Ergänzt durch Einzelpositionen der Künstler und der gemeinsamen Arbeit Zimmerflucht/unter Tapete gehen Spengler und Strecker in der Ausstellung Alma Winter mit ihrem Kooperationsprojekt aktuellen gesellschaftspolitischen Fragen nach, regen zum Nachdenken und zur Selbstreflektion an, ohne dabei jedoch didaktisch zu werden.

Severin Spengler hat im Studium zunächst seinen medialen Schwerpunkt in der Videokunst vertieft. Seine Videos beschreiben Orte in ebenso purer wie präziser Dokupoetik, die den transzendenten Charakter der Landschaft aufzeigt und wertschätzt. Heute arbeitet er medienübergreifend und verfolgt in langfristigen Projekten eine Haltung, die von ihm selbst authentisch und selbstreflektiert gelebt wird.

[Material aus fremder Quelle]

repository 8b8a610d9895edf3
//! Polling gate that blocks until a device has enough free memory.

use std::time::Duration;

use thiserror::Error;
use tokio::time::Instant;
use tokio_util::sync::CancellationToken;

use crate::probe::MemoryProbe;
use crate::probe::ProbeError;

/// Parameters of the wait loop, fixed before polling starts.
#[derive(Debug, Clone, PartialEq, Eq)]
pub struct GateConfig {
    pub device_index: u32,
    /// Minimum free memory in MiB. A reading equal to it passes.
    pub threshold_mb: u64,
    pub poll_interval: Duration,
    /// Give up after this long. `None` waits forever.
    pub timeout: Option<Duration>,
}

/// Outcome of a satisfied wait.
#[derive(Debug, Clone, Copy, PartialEq, Eq)]
pub struct Readiness {
    /// The reading that satisfied the threshold.
    pub free_mb: u64,
    /// Number of queries performed, including the satisfying one.
    pub polls: u32,
}

#[derive(Debug, Error)]
pub enum GateError {
    #[error("free memory query failed")]
    Probe(#[from] ProbeError),

    #[error("wait cancelled after {polls} poll(s)")]
    Cancelled { polls: u32 },

    #[error(
        "device {device_index} did not reach {threshold_mb} MiB free within {timeout:?} (last reading {last_free_mb} MiB)"
    )]
    TimedOut {
        device_index: u32,
        threshold_mb: u64,
        timeout: Duration,
        last_free_mb: u64,
    },
}

/// Poll `probe` until free memory on the configured device is at least the
/// threshold.
///
/// Probe failures abort the wait immediately. The loop returns right after
/// the first satisfying reading without querying again.
pub async fn wait_until_available<P>(
    probe: &P,
    config: &GateConfig,
    cancellation_token: &CancellationToken,
) -> Result<Readiness, GateError>
where
    P: MemoryProbe + ?Sized,
{
    // a deadline past the clock's range is treated as no deadline at all
    let deadline = config
        .timeout
        .and_then(|timeout| Instant::now().checked_add(timeout));
    let mut polls = 0u32;

    loop {
        if cancellation_token.is_cancelled() {
            return Err(GateError::Cancelled { polls });
        }

        let free_mb = probe.free_memory_mb(config.device_index).await?;
        polls += 1;

        if free_mb >= config.threshold_mb {
            tracing::info!(
                device_index = config.device_index,
                free_mb,
                threshold_mb = config.threshold_mb,
                polls,
                "free memory threshold reached"
            );
            return Ok(Readiness { free_mb, polls });
        }

        tracing::info!(
            device_index = config.device_index,
            free_mb,
            threshold_mb = config.threshold_mb,
            "not enough free memory, retrying in {:?}",
            config.poll_interval
        );

        let timed_out = || GateError::TimedOut {
            device_index: config.device_index,
            threshold_mb: config.threshold_mb,
            timeout: config.timeout.unwrap_or_default(),
            last_free_mb: free_mb,
        };

        // `None` means the next poll lies beyond the clock's range
        let wake_at = Instant::now().checked_add(config.poll_interval);
        let expires_first = match (deadline, wake_at) {
            (Some(deadline), Some(wake_at)) => deadline <= wake_at,
            (Some(_), None) => true,
            (None, _) => false,
        };

        tokio::select! {
            _ = cancellation_token.cancelled() => {
                return Err(GateError::Cancelled { polls });
            }
            _ = sleep_until(deadline), if expires_first => {
                return Err(timed_out());
            }
            _ = sleep_until(wake_at), if !expires_first => {}
        }
    }
}

/// Sleeps until `at`, or forever when there is no such instant.
async fn sleep_until(at: Option<Instant>) {
    match at {
        Some(at) => tokio::time::sleep_until(at).await,
        None => std::future::pending().await,
    }
}
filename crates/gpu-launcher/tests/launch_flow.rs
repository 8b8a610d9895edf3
use std::collections::BTreeMap;
use std::collections::VecDeque;
use std::path::Path;
use std::path::PathBuf;
use std::sync::atomic::AtomicU32;
use std::sync::atomic::Ordering;
use std::sync::Mutex;
use std::time::Duration;

use async_trait::async_trait;
use gpu_launcher::gate::GateError;
use gpu_launcher::job;
use gpu_launcher::launcher::LauncherError;
use gpu_launcher::probe::ProbeError;
use gpu_launcher::probe::SmiProbe;
use gpu_launcher::GateConfig;
use gpu_launcher::JobSpec;
use gpu_launcher::Launcher;
use gpu_launcher::MemoryProbe;
use similar_asserts::assert_eq;
use tempfile::TempDir;
use test_log::test;
use tokio_util::sync::CancellationToken;

const CONFIG_PATH: &str = "training_config/srl_transformers.jsonnet";

/// Stands in for `nvidia-smi`, replaying readings in order.
struct StubProbe {
    readings: Mutex<VecDeque<u64>>,
    calls: AtomicU32,
}

impl StubProbe {
    fn new(readings: &[u64]) -> Self {
        Self {
            readings: Mutex::new(readings.iter().copied().collect()),
            calls: AtomicU32::new(0),
        }
    }

    fn calls(&self) -> u32 {
        self.calls.load(Ordering::SeqCst)
    }
}

#[async_trait]
impl MemoryProbe for &StubProbe {
    async fn free_memory_mb(&self, _device_index: u32) -> Result<u64, ProbeError> {
        self.calls.fetch_add(1, Ordering::SeqCst);
        Ok(self
            .readings
            .lock()
            .expect("poisoned")
            .pop_front()
            .expect("probe queried more often than scripted"))
    }
}

/// A job runner script that records its arguments and data paths.
struct StubRunner {
    dir: TempDir,
}

impl StubRunner {
    fn new(exit_code: i32) -> Self {
        let dir = tempfile::tempdir().expect("create temp dir");
        let script = format!(
            "printf '%s\\n' \"$@\" > '{args}'\n\
             printf 'TRAIN_DATA_PATH=%s\\nDEV_DATA_PATH=%s\\n' \"$TRAIN_DATA_PATH\" \"$DEV_DATA_PATH\" > '{env}'\n\
             exit {exit_code}\n",
            args = dir.path().join("args").display(),
            env = dir.path().join("env").display(),
        );
        std::fs::write(dir.path().join("runner.sh"), script).expect("write runner script");
        Self { dir }
    }

    fn path(&self, name: &str) -> PathBuf {
        self.dir.path().join(name)
    }

    fn was_launched(&self) -> bool {
        self.path("args").exists()
    }

    fn recorded(&self, name: &str) -> Vec<String> {
        std::fs::read_to_string(self.path(name))
            .expect("runner output")
            .lines()
            .map(str::to_string)
            .collect()
    }

    /// The script is run through `sh` so it never needs the exec bit.
    fn job_spec(&self) -> JobSpec {
        JobSpec {
            program: PathBuf::from("sh"),
            subcommand: vec![
                self.path("runner.sh").display().to_string(),
                "train".to_string(),
            ],
            config_path: PathBuf::from(CONFIG_PATH),
            serialization_dir: self.path("output"),
            include_packages: vec!["srl_transformers".to_string()],
            recover: false,
            env: BTreeMap::from([
                ("TRAIN_DATA_PATH".to_string(), "/data/conll/train".to_string()),
                ("DEV_DATA_PATH".to_string(), "/data/conll/dev".to_string()),
            ]),
            extra_args: Vec::new(),
        }
    }
}

fn gate(poll_interval: Duration) -> GateConfig {
    GateConfig {
        device_index: 0,
        threshold_mb: 10000,
        poll_interval,
        timeout: None,
    }
}

fn expected_args(output: &Path) -> Vec<String> {
    vec![
        "train".to_string(),
        CONFIG_PATH.to_string(),
        "-s".to_string(),
        output.display().to_string(),
        "--include-package".to_string(),
        "srl_transformers".to_string(),
    ]
}

#[test(tokio::test)]
async fn ready_device_launches_immediately() {
    let probe = StubProbe::new(&[12000]);
    let runner = StubRunner::new(0);

    // an hour long interval would hang the test if a retry happened
    let launcher = Launcher::new(&probe, gate(Duration::from_secs(3600)), runner.job_spec());
    let outcome = launcher
        .run(CancellationToken::new())
        .await
        .expect("job should run");

    assert_eq!(probe.calls(), 1);
    assert_eq!(outcome.readiness.free_mb, 12000);
    assert_eq!(outcome.readiness.polls, 1);
    assert!(outcome.status.success());
    assert_eq!(runner.recorded("args"), expected_args(&runner.path("output")));
    assert_eq!(
        runner.recorded("env"),
        vec![
            "TRAIN_DATA_PATH=/data/conll/train".to_string(),
            "DEV_DATA_PATH=/data/conll/dev".to_string(),
        ]
    );
    assert!(std::env::var_os("TRAIN_DATA_PATH").is_none());
    assert!(std::env::var_os("DEV_DATA_PATH").is_none());
}

#[test(tokio::test)]
async fn low_memory_polls_again_before_launch() {
    let probe = StubProbe::new(&[512, 9999, 10000]);
    let runner = StubRunner::new(0);

    let launcher = Launcher::new(&probe, gate(Duration::from_millis(10)), runner.job_spec());
    let outcome = launcher
        .run(CancellationToken::new())
        .await
        .expect("job should run");

    assert_eq!(probe.calls(), 3);
    assert_eq!(outcome.readiness.polls, 3);
    assert!(runner.was_launched());
}

#[test(tokio::test)]
async fn job_exit_status_is_forwarded() {
    let probe = StubProbe::new(&[20000]);
    let runner = StubRunner::new(7);

    let outcome = Launcher::new(&probe, gate(Duration::from_secs(1)), runner.job_spec())
        .run(CancellationToken::new())
        .await
        .expect("job should run");

    assert_eq!(outcome.status.code(), Some(7));
    assert_eq!(job::exit_code(outcome.status), 7);
}

#[test(tokio::test)]
async fn unparsable_probe_output_never_launches() {
    // `echo` answers with its own arguments instead of a reading
    let runner = StubRunner::new(0);
    let launcher = Launcher::new(
        SmiProbe::new("echo"),
        gate(Duration::from_millis(10)),
        runner.job_spec(),
    );

    let err = launcher.run(CancellationToken::new()).await.unwrap_err();

    assert!(
        matches!(
            err,
            LauncherError::Gate(GateError::Probe(ProbeError::Malformed { .. }))
        ),
        "got {err}"
    );
    assert!(!runner.was_launched());
}

#[test(tokio::test)]
async fn missing_query_tool_never_launches() {
    let runner = StubRunner::new(0);
    let launcher = Launcher::new(
        SmiProbe::new("/nonexistent/bin/nvidia-smi"),
        gate(Duration::from_millis(10)),
        runner.job_spec(),
    );

    let err = launcher.run(CancellationToken::new()).await.unwrap_err();

    assert!(
        matches!(
            err,
            LauncherError::Gate(GateError::Probe(ProbeError::Spawn { .. }))
        ),
        "got {err}"
    );
    assert!(!runner.was_launched());
}

#[test(tokio::test)]
async fn cancelled_wait_never_launches() {
    let probe = StubProbe::new(&[0, 0, 0, 0, 0]);
    let runner = StubRunner::new(0);
    let token = CancellationToken::new();

    let canceller = {
        let token = token.clone();
        tokio::spawn(async move {
            tokio::time::sleep(Duration::from_millis(50)).await;
            token.cancel();
        })
    };

    let err = Launcher::new(&probe, gate(Duration::from_secs(3600)), runner.job_spec())
        .run(token)
        .await
        .unwrap_err();
    canceller.await.expect("canceller task");

    assert!(
        matches!(err, LauncherError::Gate(GateError::Cancelled { polls: 1 })),
        "got {err}"
    );
    assert!(!runner.was_launched());
}
//! Free device memory queries.
//!
//! A [`MemoryProbe`] answers a single question: how many MiB are currently
//! unallocated on device `n`. Two backends exist, one shelling out to
//! `nvidia-smi` and one talking to NVML directly.

mod nvml;
mod smi;

use std::process::ExitStatus;

use async_trait::async_trait;
use thiserror::Error;

pub use self::nvml::NvmlProbe;
pub use self::smi::parse_free_memory;
pub use self::smi::SmiProbe;

/// Bytes per MiB, the unit `nvidia-smi` reports memory in.
pub const MIB: u64 = 1024 * 1024;

/// Errors raised while querying free memory. Every variant is fatal to the
/// caller; probes never retry.
#[derive(Debug, Error)]
pub enum ProbeError {
    #[error("failed to run `{program}`: {source}")]
    Spawn {
        program: String,
        #[source]
        source: std::io::Error,
    },

    #[error("`{program}` exited with {status}: {stderr}")]
    Failed {
        program: String,
        status: ExitStatus,
        stderr: String,
    },

    #[error("malformed free memory reading for device {device_index}: {output:?}")]
    Malformed { device_index: u32, output: String },

    #[error("NVML error: {0}")]
    Nvml(#[from] nvml_wrapper::error::NvmlError),
}

#[async_trait]
pub trait MemoryProbe: Send + Sync {
    /// Free memory on `device_index`, in MiB.
    async fn free_memory_mb(&self, device_index: u32) -> Result<u64, ProbeError>;
}

#[async_trait]
impl<P: MemoryProbe + ?Sized> MemoryProbe for Box<P> {
    async fn free_memory_mb(&self, device_index: u32) -> Result<u64, ProbeError> {
        (**self).free_memory_mb(device_index).await
    }
}
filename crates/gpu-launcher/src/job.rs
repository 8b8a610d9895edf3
//! One-shot launch of the external training job.

use std::collections::BTreeMap;
use std::path::PathBuf;
use std::process::ExitStatus;
use std::process::Stdio;

use thiserror::Error;
use tokio::process::Command;

/// Exit code reported when the wait was interrupted before launching.
pub const CANCELLED_EXIT_CODE: u8 = 130;

#[derive(Debug, Error)]
pub enum LaunchError {
    #[error("failed to start `{program}`: {source}")]
    Spawn {
        program: String,
        #[source]
        source: std::io::Error,
    },

    #[error("failed to wait for `{program}`: {source}")]
    Wait {
        program: String,
        #[source]
        source: std::io::Error,
    },
}

/// Everything needed to start the training job.
#[derive(Debug, Clone, PartialEq, Eq)]
pub struct JobSpec {
    /// Runner executable, e.g. `allennlp`.
    pub program: PathBuf,
    /// Leading arguments placed before the config path, e.g. `train`.
    pub subcommand: Vec<String>,
    pub config_path: PathBuf,
    /// Output directory passed with `-s`.
    pub serialization_dir: PathBuf,
    /// Packages passed with `--include-package`.
    pub include_packages: Vec<String>,
    /// Resume from the checkpoint in `serialization_dir`.
    pub recover: bool,
    /// Variables set on the child only.
    pub env: BTreeMap<String, String>,
    pub extra_args: Vec<String>,
}

impl JobSpec {
    pub fn args(&self) -> Vec<String> {
        let mut args = self.subcommand.clone();
        args.push(self.config_path.display().to_string());
        args.push("-s".to_string());
        args.push(self.serialization_dir.display().to_string());
        for package in &self.include_packages {
            args.push("--include-package".to_string());
            args.push(package.clone());
        }
        if self.recover {
            args.push("--recover".to_string());
        }
        args.extend(self.extra_args.iter().cloned());
        args
    }

    /// Build the child command. The launcher's own environment is left
    /// untouched, overrides only apply to the child.
    pub fn command(&self) -> Command {
        let mut cmd = Command::new(&self.program);
        cmd.args(self.args())
            .envs(&self.env)
            .stdin(Stdio::inherit())
            .stdout(Stdio::inherit())
            .stderr(Stdio::inherit());
        cmd
    }
}

/// Start the job and wait for it to exit.
pub async fn launch(spec: &JobSpec) -> Result<ExitStatus, LaunchError> {
    let program = spec.program.display().to_string();

    tracing::info!(
        %program,
        args = ?spec.args(),
        env = ?spec.env,
        "launching job"
    );

    let mut child = spec
        .command()
        .spawn()
        .map_err(|source| LaunchError::Spawn {
            program: program.clone(),
            source,
        })?;

    tracing::info!(pid = child.id(), "job started");

    let status = child
        .wait()
        .await
        .map_err(|source| LaunchError::Wait { program, source })?;

    if status.success() {
        tracing::info!("job finished successfully");
    } else {
        tracing::warn!(%status, "job exited unsuccessfully");
    }

    Ok(status)
}

/// Map a child's exit status to the launcher's own exit code.
///
/// Signals follow the shell convention of `128 + signo`.
pub fn exit_code(status: ExitStatus) -> u8 {
    if let Some(code) = status.code() {
        return (code & 0xff) as u8;
    }

    #[cfg(unix)]
    {
        use std::os::unix::process::ExitStatusExt;

        if let Some(signal) = status.signal() {
            return (128 + signal).min(255) as u8;
        }
    }

    1
}
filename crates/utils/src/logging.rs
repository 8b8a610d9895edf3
//! provides logging helpers

use tracing_subscriber::filter::{self};
use tracing_subscriber::fmt::layer;
use tracing_subscriber::prelude::*;
use tracing_subscriber::registry;
use tracing_subscriber::Layer;
use tracing_subscriber::Registry;

/// fmt layer shared by every binary of the workspace, writing to stderr so
/// that stdout stays free for command output and child processes
pub fn get_fmt_layer() -> impl Layer<Registry> + Send + Sync {
    layer()
        .with_writer(std::io::stderr)
        .with_target(true)
}

/// initiate the global tracing subscriber
///
/// defaults to `INFO`, overridable through `RUST_LOG`
pub fn init() {
    let env_filter = filter::EnvFilter::builder()
        .with_default_directive(filter::LevelFilter::INFO.into())
        .from_env_lossy();

    registry()
        .with(get_fmt_layer().with_filter(env_filter))
        .init();
}
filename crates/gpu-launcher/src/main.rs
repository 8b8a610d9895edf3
use std::process::ExitCode;

use anyhow::Context;
use anyhow::Result;
use clap::Parser;
use gpu_launcher::config::Cli;
use gpu_launcher::config::Commands;
use gpu_launcher::config::ProbeArgs;
use gpu_launcher::config::RunArgs;
use gpu_launcher::gate::GateError;
use gpu_launcher::job;
use gpu_launcher::launcher::LauncherError;
use gpu_launcher::Launcher;
use gpu_launcher::MemoryProbe;
use tokio_util::sync::CancellationToken;
use utils::version;

/// Sets up global panic hooks.
fn setup_global_hooks() {
    let default_hook = std::panic::take_hook();
    std::panic::set_hook(Box::new(move |panic_info| {
        default_hook(panic_info);
        tracing::error!("Thread panicked: {}", panic_info);
    }));
}

#[tokio::main]
async fn main() -> Result<ExitCode> {
    setup_global_hooks();

    let cli = Cli::parse();
    utils::logging::init();

    match cli.command {
        Commands::Run(run_args) => run(*run_args).await,
        Commands::Probe(probe_args) => run_probe(probe_args).await,
    }
}

async fn run(run_args: RunArgs) -> Result<ExitCode> {
    tracing::info!("Starting gpu-launcher {}", &**version::VERSION);

    let probe = run_args
        .probe
        .build()
        .context("initialize memory probe failed")?;
    let launcher = Launcher::new(probe, run_args.gate_config(), run_args.job_spec());

    let cancellation_token = CancellationToken::new();
    spawn_interrupt_listener(cancellation_token.clone());

    match launcher.run(cancellation_token).await {
        Ok(outcome) => {
            tracing::info!(
                free_mb = outcome.readiness.free_mb,
                polls = outcome.readiness.polls,
                status = %outcome.status,
                "job exited"
            );
            Ok(ExitCode::from(job::exit_code(outcome.status)))
        }
        Err(LauncherError::Gate(GateError::Cancelled { polls })) => {
            tracing::warn!(polls, "interrupted while waiting, job not launched");
            Ok(ExitCode::from(job::CANCELLED_EXIT_CODE))
        }
        Err(e) => {
            let e = anyhow::Error::new(e).context("wait for free device memory and launch job");
            tracing::error!("{e:#}");
            Ok(ExitCode::FAILURE)
        }
    }
}

/// Cancels the wait on the first Ctrl-C. Once the job runs, the terminal
/// delivers the signal to the job itself and the launcher keeps waiting.
fn spawn_interrupt_listener(cancellation_token: CancellationToken) {
    tokio::spawn(async move {
        match tokio::signal::ctrl_c().await {
            Ok(()) => {
                tracing::info!("Interrupt received");
                cancellation_token.cancel();
            }
            Err(e) => tracing::warn!("Failed to listen for interrupt: {}", e),
        }
    });
}

async fn run_probe(probe_args: ProbeArgs) -> Result<ExitCode> {
    let probe = probe_args
        .probe
        .build()
        .context("initialize memory probe failed")?;

    let free_mb = probe
        .free_memory_mb(probe_args.device)
        .await
        .with_context(|| format!("query free memory of device {} failed", probe_args.device))?;

    println!("{free_mb}");
    Ok(ExitCode::SUCCESS)
}
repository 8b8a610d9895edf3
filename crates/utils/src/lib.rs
pub mod logging;
pub mod version;
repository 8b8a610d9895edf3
use std::path::PathBuf;

use clap::Args;
use clap::Parser;
use clap::ValueEnum;
use derive_more::Display;

use crate::probe::MemoryProbe;
use crate::probe::NvmlProbe;
use crate::probe::ProbeError;
use crate::probe::SmiProbe;

/// Where free memory readings come from.
#[derive(Debug, Display, Clone, Copy, PartialEq, Eq, ValueEnum)]
pub enum ProbeBackend {
    /// `nvidia-smi --query-gpu=memory.free`
    #[display("smi")]
    Smi,
    /// NVML device memory info
    #[display("nvml")]
    Nvml,
}

/// Probe selection shared by every subcommand that queries a device.
#[derive(Args, Debug, Clone)]
pub struct ProbeOptions {
    #[arg(
        long,
        env = "GPU_LAUNCHER_PROBE",
        value_enum,
        default_value_t = ProbeBackend::Smi,
        help = "Backend used to read free device memory"
    )]
    pub backend: ProbeBackend,

    #[arg(
        long,
        env = "GPU_LAUNCHER_SMI_PATH",
        default_value = "nvidia-smi",
        value_hint = clap::ValueHint::CommandName,
        help = "nvidia-smi executable used by the smi backend"
    )]
    pub smi_path: PathBuf,
}

impl ProbeOptions {
    pub fn build(&self) -> Result<Box<dyn MemoryProbe>, ProbeError> {
        tracing::debug!(backend = %self.backend, "building memory probe");
        Ok(match self.backend {
            ProbeBackend::Smi => Box::new(SmiProbe::new(&self.smi_path)),
            ProbeBackend::Nvml => Box::new(NvmlProbe::init()?),
        })
    }
}

#[derive(Parser, Debug, Clone)]
pub struct ProbeArgs {
    #[arg(
        long,
        env = "GPU_LAUNCHER_DEVICE",
        default_value_t = 0,
        help = "Index of the device to query"
    )]
    pub device: u32,

    #[command(flatten)]
    pub probe: ProbeOptions,
}
use std::sync::Arc;

use async_trait::async_trait;
use nvml_wrapper::Nvml;

use super::MemoryProbe;
use super::ProbeError;
use super::MIB;

/// Reads free memory straight from NVML, without spawning `nvidia-smi`.
pub struct NvmlProbe {
    nvml: Arc<Nvml>,
}

impl NvmlProbe {
    pub fn new(nvml: Arc<Nvml>) -> Self {
        Self { nvml }
    }

    /// Initialize NVML, retrying with the versioned library name used by
    /// container runtimes that do not ship the unversioned symlink.
    pub fn init() -> Result<Self, ProbeError> {
        let nvml = match Nvml::init() {
            Ok(nvml) => {
                tracing::info!("NVML initialized successfully");
                nvml
            }
            Err(_) => {
                tracing::warn!("Standard NVML init failed, trying with explicit library path");
                let nvml = Nvml::builder()
                    .lib_path(std::ffi::OsStr::new("libnvidia-ml.so.1"))
                    .init()?;
                tracing::info!("NVML initialized with explicit library path");
                nvml
            }
        };

        Ok(Self::new(Arc::new(nvml)))
    }
}

#[async_trait]
impl MemoryProbe for NvmlProbe {
    async fn free_memory_mb(&self, device_index: u32) -> Result<u64, ProbeError> {
        let device = self.nvml.device_by_index(device_index)?;
        let memory_info = device.memory_info()?;
        Ok(memory_info.free / MIB)
    }
}
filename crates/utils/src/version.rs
use std::sync::LazyLock;

/// Defines the application version.
pub static VERSION: LazyLock<String> = LazyLock::new(|| {
    format_version(
        env!("IMAGE_VERSION"),
        option_env!("VERGEN_GIT_SHA"),
        option_env!("VERGEN_GIT_DIRTY") == Some("true"),
    )
});

fn format_version(image_version: &str, commit_sha: Option<&str>, dirty: bool) -> String {
    format!(
        "{}-{}{}",
        image_version,
        commit_sha.unwrap_or("unknown"),
        if dirty { "-dirty" } else { "" }
    )
}
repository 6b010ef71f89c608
//! JSON scene descriptions.

use std::fs;
use std::path::Path;

use glam::{Vec2, Vec3};
use log::info;
use pixlab_math::Camera;
use serde::{Deserialize, Serialize};
use thiserror::Error;

use crate::light::Light;
use crate::primitives::{Circle, Line, TransformIcosphere, TransformTriangle, Triangle, Vertex};
use crate::ray_object::{Material, RaySceneObject};
use crate::scene::Scene;

/// Errors that can occur while reading a scene file.
#[derive(Error, Debug)]
pub enum SceneFileError {
    #[error("IO error: {0}")]
    Io(#[from] std::io::Error),

    #[error("Scene parse error: {0}")]
    Json(#[from] serde_json::Error),
}

pub type SceneFileResult<T> = Result<T, SceneFileError>;

/// Shape-specific part of a [`RayObjectDesc`].
#[derive(Debug, Clone, Copy, PartialEq, Serialize, Deserialize)]
#[serde(tag = "type", rename_all = "snake_case")]
pub enum RayObjectShape {
    Plane {
        #[serde(default = "default_plane_normal")]
        normal: Vec3,
        #[serde(default = "default_plane_scale")]
        scale: Vec2,
    },
    Sphere {
        #[serde(default = "default_sphere_radius")]
        radius: f32,
    },
}

fn default_plane_normal() -> Vec3 {
    Vec3::Y
}

fn default_plane_scale() -> Vec2 {
    Vec2::splat(10.0)
}

fn default_sphere_radius() -> f32 {
    1.0
}

fn default_enabled() -> bool {
    true
}

/// A plane or sphere as written in a scene file.
#[derive(Debug, Clone, PartialEq, Serialize, Deserialize)]
pub struct RayObjectDesc {
    #[serde(default)]
    pub name: String,
    #[serde(default = "default_enabled")]
    pub enabled: bool,
    #[serde(default)]
    pub position: Vec3,
    pub shape: RayObjectShape,
    #[serde(default)]
    pub material: Material,
}

impl RayObjectDesc {
    pub fn build(&self) -> RaySceneObject {
        let mut object = match self.shape {
            RayObjectShape::Plane { normal, scale } => {
                RaySceneObject::plane(self.position, normal, scale)
            }
            RayObjectShape::Sphere { radius } => RaySceneObject::sphere(self.position, radius),
        };
        object.name = self.name.clone();
        object.enabled = self.enabled;
        object.material = self.material;
        object
    }
}

/// Everything needed to reconstruct a [`Scene`] and its camera.
#[derive(Debug, Clone, Default, PartialEq, Serialize, Deserialize)]
#[serde(default)]
pub struct SceneFile {
    pub camera: Camera,
    pub light: Light,
    pub points: Vec<Vertex>,
    pub lines: Vec<Line>,
    pub circles: Vec<Circle>,
    pub triangles: Vec<Triangle>,
    pub transform_triangles: Vec<TransformTriangle>,
    pub icospheres: Vec<TransformIcosphere>,
    pub ray_objects: Vec<RayObjectDesc>,
}

impl SceneFile {
    /// Read and parse a JSON scene file.
    pub fn load(path: impl AsRef<Path>) -> SceneFileResult<Self> {
        let path = path.as_ref();
        let contents = fs::read_to_string(path)?;
        let file = Self::parse(&contents)?;

        info!(
            "Loaded scene {}: {} raster primitive(s), {} ray object(s)",
            path.display(),
            file.raster_len(),
            file.ray_objects.len()
        );
        Ok(file)
    }

    pub fn parse(json: &str) -> SceneFileResult<Self> {
        Ok(serde_json::from_str(json)?)
    }

    pub fn to_json(&self) -> SceneFileResult<String> {
        Ok(serde_json::to_string_pretty(self)?)
    }

    fn raster_len(&self) -> usize {
        self.points.len()
            + self.lines.len()
            + self.circles.len()
            + self.triangles.len()
            + self.transform_triangles.len()
            + self.icospheres.len()
    }

    /// Build the scene, keeping the file's entry order.
    pub fn to_scene(&self) -> Scene {
        let mut scene = Scene::new();
        scene.light = self.light;

        for &point in &self.points {
            scene.add_point(point);
        }
        for &line in &self.lines {
            scene.add_line(line);
        }
        for &circle in &self.circles {
            scene.add_circle(circle);
        }
        for &triangle in &self.triangles {
            scene.add_triangle(triangle);
        }
        for &triangle in &self.transform_triangles {
            scene.add_transform_triangle(triangle);
        }
        for &icosphere in &self.icospheres {
            scene.add_icosphere(icosphere);
        }
        for desc in &self.ray_objects {
            scene.add_ray_object(desc.build());
        }

        scene
    }
}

Viktoria Strecker arbeitet mit dem Medium Zeichnung und der dreidimensionalen Übersetzung in Skulpturen und Rauminstallationen. Aus verschiedenen Materialien entwickelt sie ein Vokabular, das Möglichkeiten der Materialisierung einer zeitlosen Universalsprache erforscht.

Spengler und Strecker leben und arbeiten in Köln.